Le Patriarche maronite, le Cardinal Raï, convie les 64 députés chrétiens à une retraite spirituelle durant la journée du 5 avril prochain, à Harissa sous le regard bienveillant de Notre-Dame du Liban. Les coqs de combat qui se retrouveront ensemble seront-ils sensibles au souffle de l’Esprit de sainteté qui souhaite les convaincre d’accepter le principe de l’élection d’un président de la République dans le seul intérêt du Liban et des Libanais ? Il est permis d’en douter.
L’image de marque des chrétiens du Liban va mal, très mal. Il fut un temps où le Libanais chrétien, notamment maronite, faisait bonne figure auprès des sociétés arabes. On lui accordait toute confiance. Il n’était point querelleur. Il demeurait soucieux de respecter le non-alignement de son pays. Où qu’il aille, il n’avait d’autre souci que s’appliquer honnêtement à son travail. Il était bien éduqué, au sein de familles de moyenne et petite bourgeoisie, soucieuses de la pudeur de leur propre dignité. Il ne se permettait pas d’insulter ouvertement les sociétés qui lui avaient ouvert leurs portes. Bref, le libanais chrétien passait pour un homme compétent, cultivé, ouvert au monde, maniant avec élégance tout un code de civilités; en résumé, un honnête homme.

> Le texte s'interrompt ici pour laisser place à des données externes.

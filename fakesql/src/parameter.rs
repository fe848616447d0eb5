use std::ops::Index;

use fakesql_core::{LogicalType, Value};
use smol_str::SmolStr;

#[derive(Debug, Clone, Copy, PartialEq, Eq, Hash, Default)]
pub enum ParameterDirection {
    #[default]
    Input,
    Output,
    InputOutput,
    ReturnValue,
}

/// A named command parameter.
///
/// Only the name and the value take part in validation, the remaining metadata is stored
/// as given.
#[derive(Debug, Clone, PartialEq, Default)]
pub struct Parameter {
    name: SmolStr,
    value: Value,
    direction: ParameterDirection,
    ty: Option<LogicalType>,
    nullable: bool,
    size: u32,
    precision: u8,
    scale: u8,
    source_column: Option<SmolStr>,
}

impl Parameter {
    pub fn new(name: impl AsRef<str>, value: impl Into<Value>) -> Self {
        Self { name: SmolStr::new(name), value: value.into(), ..Self::default() }
    }

    #[inline]
    pub fn name(&self) -> &str {
        &self.name
    }

    #[inline]
    pub fn value(&self) -> &Value {
        &self.value
    }

    #[inline]
    pub fn direction(&self) -> ParameterDirection {
        self.direction
    }

    /// The declared type, if one was set.
    #[inline]
    pub fn declared_type(&self) -> Option<LogicalType> {
        self.ty
    }

    #[inline]
    pub fn is_nullable(&self) -> bool {
        self.nullable
    }

    #[inline]
    pub fn size(&self) -> u32 {
        self.size
    }

    #[inline]
    pub fn precision(&self) -> u8 {
        self.precision
    }

    #[inline]
    pub fn scale(&self) -> u8 {
        self.scale
    }

    #[inline]
    pub fn source_column(&self) -> Option<&str> {
        self.source_column.as_deref()
    }

    /// Whether this parameter is called `name`, ignoring ascii case.
    #[inline]
    pub fn has_name(&self, name: &str) -> bool {
        self.name.eq_ignore_ascii_case(name)
    }

    pub fn set_name(&mut self, name: impl AsRef<str>) {
        self.name = SmolStr::new(name);
    }

    pub fn set_value(&mut self, value: impl Into<Value>) {
        self.value = value.into();
    }

    #[inline]
    pub fn set_direction(&mut self, direction: ParameterDirection) {
        self.direction = direction;
    }

    #[inline]
    pub fn set_declared_type(&mut self, ty: Option<LogicalType>) {
        self.ty = ty;
    }

    #[inline]
    pub fn set_nullable(&mut self, nullable: bool) {
        self.nullable = nullable;
    }

    #[inline]
    pub fn set_size(&mut self, size: u32) {
        self.size = size;
    }

    #[inline]
    pub fn set_precision(&mut self, precision: u8) {
        self.precision = precision;
    }

    #[inline]
    pub fn set_scale(&mut self, scale: u8) {
        self.scale = scale;
    }

    pub fn set_source_column(&mut self, column: Option<&str>) {
        self.source_column = column.map(SmolStr::new);
    }

    #[inline]
    pub fn with_direction(mut self, direction: ParameterDirection) -> Self {
        self.direction = direction;
        self
    }

    #[inline]
    pub fn with_declared_type(mut self, ty: LogicalType) -> Self {
        self.ty = Some(ty);
        self
    }

    #[inline]
    pub fn with_size(mut self, size: u32) -> Self {
        self.size = size;
        self
    }
}

/// An ordered collection of parameters. Lookups by name ignore ascii case.
#[derive(Debug, Clone, PartialEq, Default)]
pub struct ParameterCollection {
    parameters: Vec<Parameter>,
}

impl ParameterCollection {
    #[inline]
    pub fn new() -> Self {
        Self::default()
    }

    /// Appends `parameter` and returns its index.
    pub fn add(&mut self, parameter: Parameter) -> usize {
        self.parameters.push(parameter);
        self.parameters.len() - 1
    }

    /// Appends a parameter named `name` holding `value` and returns its index.
    #[inline]
    pub fn add_with_value(&mut self, name: impl AsRef<str>, value: impl Into<Value>) -> usize {
        self.add(Parameter::new(name, value))
    }

    #[inline]
    pub fn len(&self) -> usize {
        self.parameters.len()
    }

    #[inline]
    pub fn is_empty(&self) -> bool {
        self.parameters.is_empty()
    }

    #[inline]
    pub fn get(&self, index: usize) -> Option<&Parameter> {
        self.parameters.get(index)
    }

    #[inline]
    pub fn get_mut(&mut self, index: usize) -> Option<&mut Parameter> {
        self.parameters.get_mut(index)
    }

    pub fn index_of(&self, name: &str) -> Option<usize> {
        self.parameters.iter().position(|parameter| parameter.has_name(name))
    }

    #[inline]
    pub fn contains(&self, name: &str) -> bool {
        self.index_of(name).is_some()
    }

    pub fn get_by_name(&self, name: &str) -> Option<&Parameter> {
        self.index_of(name).map(|idx| &self.parameters[idx])
    }

    pub fn get_by_name_mut(&mut self, name: &str) -> Option<&mut Parameter> {
        self.index_of(name).map(|idx| &mut self.parameters[idx])
    }

    /// Removes the first parameter named `name`.
    pub fn remove(&mut self, name: &str) -> Option<Parameter> {
        self.index_of(name).map(|idx| self.parameters.remove(idx))
    }

    pub fn remove_at(&mut self, index: usize) -> Option<Parameter> {
        (index < self.parameters.len()).then(|| self.parameters.remove(index))
    }

    #[inline]
    pub fn clear(&mut self) {
        self.parameters.clear();
    }

    #[inline]
    pub fn iter(&self) -> std::slice::Iter<'_, Parameter> {
        self.parameters.iter()
    }

    #[inline]
    pub fn as_slice(&self) -> &[Parameter] {
        &self.parameters
    }

    #[inline]
    pub fn into_vec(self) -> Vec<Parameter> {
        self.parameters
    }
}

impl Index<usize> for ParameterCollection {
    type Output = Parameter;

    #[inline]
    fn index(&self, index: usize) -> &Self::Output {
        &self.parameters[index]
    }
}

impl<'a> IntoIterator for &'a ParameterCollection {
    type Item = &'a Parameter;
    type IntoIter = std::slice::Iter<'a, Parameter>;

    #[inline]
    fn into_iter(self) -> Self::IntoIter {
        self.iter()
    }
}

impl FromIterator<Parameter> for ParameterCollection {
    fn from_iter<I: IntoIterator<Item = Parameter>>(iter: I) -> Self {
        Self { parameters: iter.into_iter().collect() }
    }
}

impl From<Vec<Parameter>> for ParameterCollection {
    #[inline]
    fn from(parameters: Vec<Parameter>) -> Self {
        Self { parameters }
    }
}
use std::sync::Arc;

use fakesql_core::{Decimal, FromValue, LogicalType, NaiveDateTime, Ulid, Value};
use smol_str::SmolStr;

use crate::{DataRecord, Error, Result, Row, Table};

static EMPTY_SCHEMA_TABLE: Table = Table::EMPTY;

/// The observable position of a [`DataReader`].
#[derive(Debug, Clone, Copy, PartialEq, Eq, Hash)]
pub enum CursorState {
    /// No result set is selected, either because `next_result` was never called or because
    /// the result sets ran out.
    Unpositioned,
    /// A result set is selected and the row position is before its first row.
    PositionedAtResultSet,
    /// Positioned on the row with the given index of the current result set.
    PositionedAtRow(usize),
    /// Past the last row of the current result set.
    Exhausted,
}

#[derive(Debug, Clone, Copy, PartialEq, Eq)]
enum ResultSetPosition {
    Before,
    At(usize),
    Past,
}

#[derive(Debug, Clone, Copy, PartialEq, Eq)]
enum RowPosition {
    BeforeFirst,
    At(usize),
    AfterLast,
}

/// A forward-only cursor over one or more in-memory result sets.
///
/// The cursor shares its tables with whoever supplied them and never modifies them.
#[derive(Debug, Clone)]
pub struct DataReader {
    tables: Vec<Arc<Table>>,
    result_set: ResultSetPosition,
    row: RowPosition,
    /// One schema table per result set, empty until installed.
    schema_tables: Vec<Table>,
    closed: bool,
    disposed: bool,
}

impl DataReader {
    /// A cursor that starts without a selected result set; call [`DataReader::next_result`]
    /// before reading rows.
    pub fn from_tables<T: Into<Arc<Table>>>(tables: impl IntoIterator<Item = T>) -> Self {
        let tables = tables.into_iter().map(Into::into).collect::<Vec<_>>();
        Self {
            schema_tables: vec![Table::default(); tables.len()],
            tables,
            result_set: ResultSetPosition::Before,
            row: RowPosition::BeforeFirst,
            closed: false,
            disposed: false,
        }
    }

    /// A cursor over a single table, positioned on it.
    #[inline]
    pub fn new(table: impl Into<Arc<Table>>) -> Self {
        Self::open([table.into()])
    }

    /// A cursor over `tables`, positioned on the first one if there is any.
    pub fn open<T: Into<Arc<Table>>>(tables: impl IntoIterator<Item = T>) -> Self {
        let mut reader = Self::from_tables(tables);
        reader.next_result();
        reader
    }

    /// Advances to the next result set and puts the row position before its first row.
    /// Returns `false` once the result sets are used up, the cursor then has no table.
    pub fn next_result(&mut self) -> bool {
        let next = match self.result_set {
            ResultSetPosition::Before => 0,
            ResultSetPosition::At(idx) => idx + 1,
            ResultSetPosition::Past => self.tables.len(),
        };

        self.row = RowPosition::BeforeFirst;
        if next < self.tables.len() {
            self.result_set = ResultSetPosition::At(next);
            tracing::trace!(result_set = next, "advanced to next result set");
            true
        } else {
            self.result_set = ResultSetPosition::Past;
            tracing::trace!("no more result sets");
            false
        }
    }

    /// Advances to the next row of the current result set.
    pub fn read(&mut self) -> Result<bool> {
        let row_count = self.table()?.row_count();
        let next = match self.row {
            RowPosition::BeforeFirst => 0,
            RowPosition::At(idx) => idx + 1,
            RowPosition::AfterLast => return Ok(false),
        };

        if next < row_count {
            self.row = RowPosition::At(next);
            tracing::trace!(row = next, "advanced to next row");
            Ok(true)
        } else {
            self.row = RowPosition::AfterLast;
            tracing::trace!("result set exhausted");
            Ok(false)
        }
    }

    pub fn state(&self) -> CursorState {
        match (self.result_set, self.row) {
            (ResultSetPosition::At(_), RowPosition::BeforeFirst) => {
                CursorState::PositionedAtResultSet
            }
            (ResultSetPosition::At(_), RowPosition::At(idx)) => CursorState::PositionedAtRow(idx),
            (ResultSetPosition::At(_), RowPosition::AfterLast) => CursorState::Exhausted,
            _ => CursorState::Unpositioned,
        }
    }

    /// The selected result set, if any.
    #[inline]
    pub fn current_table(&self) -> Option<&Table> {
        match self.result_set {
            ResultSetPosition::At(idx) => self.tables.get(idx).map(|table| &**table),
            _ => None,
        }
    }

    #[inline]
    pub fn result_set_count(&self) -> usize {
        self.tables.len()
    }

    #[inline]
    pub fn field_count(&self) -> usize {
        self.current_table().map_or(0, Table::column_count)
    }

    #[inline]
    pub fn has_rows(&self) -> bool {
        self.current_table().map_or(false, |table| table.row_count() > 0)
    }

    /// The row count of the current result set.
    #[inline]
    pub fn records_affected(&self) -> usize {
        self.current_table().map_or(0, Table::row_count)
    }

    /// Nesting depth of the current row, always zero.
    #[inline]
    pub fn depth(&self) -> usize {
        0
    }

    #[inline]
    pub fn close(&mut self) {
        self.closed = true;
    }

    #[inline]
    pub fn is_closed(&self) -> bool {
        self.closed
    }

    /// Closes the reader and marks it as disposed.
    #[inline]
    pub fn dispose(&mut self) {
        self.close();
        self.disposed = true;
    }

    #[inline]
    pub fn is_disposed(&self) -> bool {
        self.disposed
    }

    /// The schema table of the current result set, empty when none was installed or no
    /// result set is selected.
    pub fn get_schema_table(&self) -> &Table {
        match self.result_set {
            ResultSetPosition::At(idx) => &self.schema_tables[idx],
            _ => &EMPTY_SCHEMA_TABLE,
        }
    }

    /// Installs the schema table of the current result set.
    pub fn set_schema_table(&mut self, table: Table) -> Result<()> {
        match self.result_set {
            ResultSetPosition::At(idx) => {
                self.schema_tables[idx] = table;
                Ok(())
            }
            _ => Err(Error::InvalidState("no result set is selected")),
        }
    }

    /// Computes the schema table of every result set that has none yet, with the reader
    /// positioned on that result set while `f` runs. The position is restored afterwards.
    pub fn resolve_schema_tables(&mut self, mut f: impl FnMut(&DataReader) -> Table) {
        let (result_set, row) = (self.result_set, self.row);
        for idx in 0..self.tables.len() {
            if self.schema_tables[idx].column_count() > 0 {
                continue;
            }
            self.result_set = ResultSetPosition::At(idx);
            self.row = RowPosition::BeforeFirst;
            let schema_table = f(self);
            self.schema_tables[idx] = schema_table;
        }
        self.result_set = result_set;
        self.row = row;
    }

    /// The rows of the current result set. This does not move the cursor.
    pub fn rows(&self) -> Rows<'_> {
        Rows { inner: self.current_table().map_or(&[][..], Table::rows).iter() }
    }

    /// The ordinal of the column named `name` in the current result set (case-sensitive).
    pub fn get_ordinal(&self, name: &str) -> Result<usize> {
        self.table()?
            .columns()
            .iter()
            .position(|column| column.name() == name)
            .ok_or_else(|| Error::IndexOutOfRange { name: SmolStr::new(name) })
    }

    pub fn get_name(&self, ordinal: usize) -> Result<&str> {
        let table = self.table()?;
        Self::check_ordinal(table, ordinal)?;
        Ok(table.columns()[ordinal].name())
    }

    /// The declared type of the column at `ordinal`.
    pub fn get_field_type(&self, ordinal: usize) -> Result<LogicalType> {
        let table = self.table()?;
        Self::check_ordinal(table, ordinal)?;
        Ok(table.columns()[ordinal].logical_type())
    }

    /// The type name of the value at `ordinal` in the current row, or of the declared column
    /// type when the value is null.
    pub fn get_data_type_name(&self, ordinal: usize) -> Result<String> {
        let value = self.get_value(ordinal)?;
        let ty = if value.is_null() { self.get_field_type(ordinal)? } else { value.ty() };
        Ok(ty.to_string())
    }

    pub fn get_value(&self, ordinal: usize) -> Result<&Value> {
        let row = self.current_row()?;
        Self::check_ordinal(self.table()?, ordinal)?;
        Ok(&row[ordinal])
    }

    pub fn get_value_by_name(&self, name: &str) -> Result<&Value> {
        let ordinal = self.get_ordinal(name)?;
        self.get_value(ordinal)
    }

    #[inline]
    pub fn is_null(&self, ordinal: usize) -> Result<bool> {
        self.get_value(ordinal).map(Value::is_null)
    }

    /// Copies the values of the current row into `values` and returns how many were copied.
    pub fn get_values(&self, values: &mut [Value]) -> Result<usize> {
        let row = self.current_row()?;
        let n = values.len().min(row.width());
        values[..n].clone_from_slice(&row.values()[..n]);
        Ok(n)
    }

    /// A snapshot of the current row.
    pub fn current_record(&self) -> Result<DataRecord> {
        let table = self.table()?;
        let row = self.current_row()?;
        Ok(table
            .columns()
            .iter()
            .zip(row)
            .map(|(column, value)| (column.name(), value.clone(), column.logical_type()))
            .collect())
    }

    /// Reads the value at `ordinal` of the current row as a `T`.
    pub fn get<T: FromValue>(&self, ordinal: usize) -> Result<T> {
        let value = self.get_value(ordinal)?.clone();
        Ok(T::from_value(value)?)
    }

    #[inline]
    pub fn get_bool(&self, ordinal: usize) -> Result<bool> {
        self.get(ordinal)
    }

    #[inline]
    pub fn get_byte(&self, ordinal: usize) -> Result<u8> {
        self.get(ordinal)
    }

    #[inline]
    pub fn get_i16(&self, ordinal: usize) -> Result<i16> {
        self.get(ordinal)
    }

    #[inline]
    pub fn get_i32(&self, ordinal: usize) -> Result<i32> {
        self.get(ordinal)
    }

    #[inline]
    pub fn get_i64(&self, ordinal: usize) -> Result<i64> {
        self.get(ordinal)
    }

    #[inline]
    pub fn get_f32(&self, ordinal: usize) -> Result<f32> {
        self.get(ordinal)
    }

    #[inline]
    pub fn get_f64(&self, ordinal: usize) -> Result<f64> {
        self.get(ordinal)
    }

    #[inline]
    pub fn get_decimal(&self, ordinal: usize) -> Result<Decimal> {
        self.get(ordinal)
    }

    #[inline]
    pub fn get_char(&self, ordinal: usize) -> Result<char> {
        self.get(ordinal)
    }

    #[inline]
    pub fn get_string(&self, ordinal: usize) -> Result<String> {
        self.get(ordinal)
    }

    #[inline]
    pub fn get_datetime(&self, ordinal: usize) -> Result<NaiveDateTime> {
        self.get(ordinal)
    }

    #[inline]
    pub fn get_guid(&self, ordinal: usize) -> Result<Ulid> {
        self.get(ordinal)
    }

    pub fn get_bytes(
        &self,
        _ordinal: usize,
        _data_offset: u64,
        _buffer: &mut [u8],
        _buffer_offset: usize,
        _length: usize,
    ) -> Result<usize> {
        Err(Error::NotSupported("streaming byte reads"))
    }

    pub fn get_chars(
        &self,
        _ordinal: usize,
        _data_offset: u64,
        _buffer: &mut [char],
        _buffer_offset: usize,
        _length: usize,
    ) -> Result<usize> {
        Err(Error::NotSupported("streaming character reads"))
    }

    fn table(&self) -> Result<&Table> {
        self.current_table().ok_or(Error::InvalidState("no result set is selected"))
    }

    fn current_row(&self) -> Result<&Row> {
        let table = self.table()?;
        match self.row {
            RowPosition::At(idx) => {
                table.row(idx).ok_or(Error::InvalidState("the current row does not exist"))
            }
            RowPosition::BeforeFirst => Err(Error::InvalidState("call `read` first")),
            RowPosition::AfterLast => Err(Error::InvalidState("no more rows to read")),
        }
    }

    fn check_ordinal(table: &Table, ordinal: usize) -> Result<()> {
        if ordinal < table.column_count() {
            Ok(())
        } else {
            Err(Error::OrdinalOutOfRange { ordinal, field_count: table.column_count() })
        }
    }
}

/// Iterator over the rows of a [`DataReader`]'s current result set.
#[derive(Debug, Clone)]
pub struct Rows<'a> {
    inner: std::slice::Iter<'a, Row>,
}

impl<'a> Iterator for Rows<'a> {
    type Item = &'a Row;

    #[inline]
    fn next(&mut self) -> Option<Self::Item> {
        self.inner.next()
    }

    #[inline]
    fn size_hint(&self) -> (usize, Option<usize>) {
        self.inner.size_hint()
    }
}

impl ExactSizeIterator for Rows<'_> {}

Depuis le document d’entente dit de Mar-Mikhaïl (2006) et, surtout, depuis le dernier sexennat présidentiel (2016-2022) cette image semble s’être brisée en morceaux. Jadis si réservés et si soucieux de leur témoignage de qualité, un certain nombre de Libanais chrétiens, sont aujourd’hui méconnaissables. Le témoignage de la présence chrétienne en Orient en est métamorphosé. Certains chrétiens, jadis messagers d’esprit universel et d’humanisme, en viennent à oublier tout l’acquis culturel que leur pays a pu accumuler grâce à ses relations éducatives et culturelles avec l’Occident. Ils se recroquevillent sur eux-mêmes. Chacun s’enferme dans ses entrailles pour contempler son nombril. Alors qu’il était fier, jadis, d’être la vitrine de tout l’Orient arabe, il se laisse aujourd’hui dévorer par l’esprit minoritaire et par les illusions de la fixation identitaire. L’image du Liban cosmopolite et de la libanité, comme modes de vie, patiemment construits depuis le milieu du 19ème siècle, s’estompe peu à peu.
Ce libanais chrétien semble avoir perdu le contact avec le «temps du devenir, que notre liberté affirme, que les notions de démocratie et de justice illustrent et que nos cultures fécondent» comme le dit si bien Isabelle Stengers. Il préfère suspendre la course de l’histoire en se fixant à une identité tribale ou clanique dont l’essence illusoire serait intemporelle. Là, nul projet de cité ne saurait émerger. L’espace public y est un abîme sans fond car sans territoire. Y faire mémoire est déjà un oubli car l’avenir y est inconcevable. Les entrailles de la fixation identitaire sont celles d’un glacis cadavérique.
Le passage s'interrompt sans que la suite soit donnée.